### Data shown
━━━━━━━━━━━━━━━━━━━━

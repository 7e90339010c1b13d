//! Commands managing committed time logs.

use std::io::Write;

use anyhow::{Context, Result, bail};
use chrono::{DateTime, Utc};
use uuid::Uuid;

use tl_core::{LogId, TaskId, TimeLogRecord};
use tl_store::{CommentUpdate, TimeLogIndex, UpsertOutcome};

use crate::Config;
use crate::commands::util::{format_record, parse_datetime};
use crate::document::LocalDocument;

/// Arguments of `tl log add`, already parsed.
#[derive(Debug)]
pub struct NewLog {
    pub task: String,
    pub start: DateTime<Utc>,
    pub end: DateTime<Utc>,
    pub id: Option<String>,
    pub comment: String,
}

impl NewLog {
    pub fn parse(task: &str, start: &str, end: &str, id: Option<&str>, comment: &str) -> Result<Self> {
        Ok(Self {
            task: task.to_string(),
            start: parse_datetime(start).context("invalid --start")?,
            end: parse_datetime(end).context("invalid --end")?,
            id: id.map(str::to_string),
            comment: comment.to_string(),
        })
    }

    fn into_record(self) -> Result<TimeLogRecord> {
        let id = self.id.unwrap_or_else(|| Uuid::new_v4().to_string());
        let record = TimeLogRecord::new(LogId::new(id)?, TaskId::new(self.task)?, self.start, self.end)?
            .with_comment(self.comment);
        Ok(record)
    }
}

pub fn add<W: Write>(writer: &mut W, config: &Config, log: NewLog) -> Result<()> {
    let mut document = LocalDocument::open(config)?;
    add_to(writer, document.index_mut(), log)?;
    document.save()
}

fn add_to<W: Write>(writer: &mut W, index: &mut TimeLogIndex, log: NewLog) -> Result<()> {
    let record = log.into_record()?;
    match index.upsert(record.clone())? {
        UpsertOutcome::Accepted => {
            let stored = index.get(&record.id).unwrap_or(record);
            writeln!(writer, "Saved {}", format_record(&stored))?;
            Ok(())
        }
        UpsertOutcome::Rejected(conflict) => {
            bail!("time log {} rejected: {conflict} (code {})", record.id, conflict.code())
        }
    }
}

pub fn remove<W: Write>(writer: &mut W, config: &Config, id: &str) -> Result<()> {
    let id = LogId::new(id)?;
    let mut document = LocalDocument::open(config)?;
    document.index_mut().delete(&id)?;
    document.save()?;
    writeln!(writer, "Deleted {id}")?;
    Ok(())
}

pub fn comment<W: Write>(writer: &mut W, config: &Config, id: &str, text: &str) -> Result<()> {
    let id = LogId::new(id)?;
    let mut document = LocalDocument::open(config)?;
    match document.index_mut().update_comment(&id, text)? {
        CommentUpdate::Updated => {
            document.save()?;
            writeln!(writer, "Updated comment of {id}")?;
            Ok(())
        }
        CommentUpdate::NoSuchRecord => bail!("no time log with id {id}"),
    }
}

pub fn list<W: Write>(
    writer: &mut W,
    config: &Config,
    from: Option<&str>,
    to: Option<&str>,
    json: bool,
) -> Result<()> {
    let from = from.map(parse_datetime).transpose().context("invalid --from")?;
    let to = to.map(parse_datetime).transpose().context("invalid --to")?;
    let document = LocalDocument::open(config)?;
    write_list(writer, document.index(), from, to, json)
}

fn write_list<W: Write>(
    writer: &mut W,
    index: &TimeLogIndex,
    from: Option<DateTime<Utc>>,
    to: Option<DateTime<Utc>>,
    json: bool,
) -> Result<()> {
    let records = match (from, to) {
        (None, None) => index.records(),
        (from, to) => index.query_range(
            from.unwrap_or(DateTime::<Utc>::MIN_UTC),
            to.unwrap_or(DateTime::<Utc>::MAX_UTC),
        ),
    };

    if json {
        serde_json::to_writer_pretty(&mut *writer, &records).context("failed to serialize time logs")?;
        writeln!(writer)?;
        return Ok(());
    }

    if records.is_empty() {
        writeln!(writer, "No time logs.")?;
        return Ok(());
    }
    for record in &records {
        writeln!(writer, "{}", format_record(record))?;
    }
    Ok(())
}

━━━━━━━━━━━━━━━━━━━━

Within the entries above, find every line where the string "Updated" occurs, and copy it.

        CommentUpdate::Updated => {
            writeln!(writer, "Updated comment of {id}")?;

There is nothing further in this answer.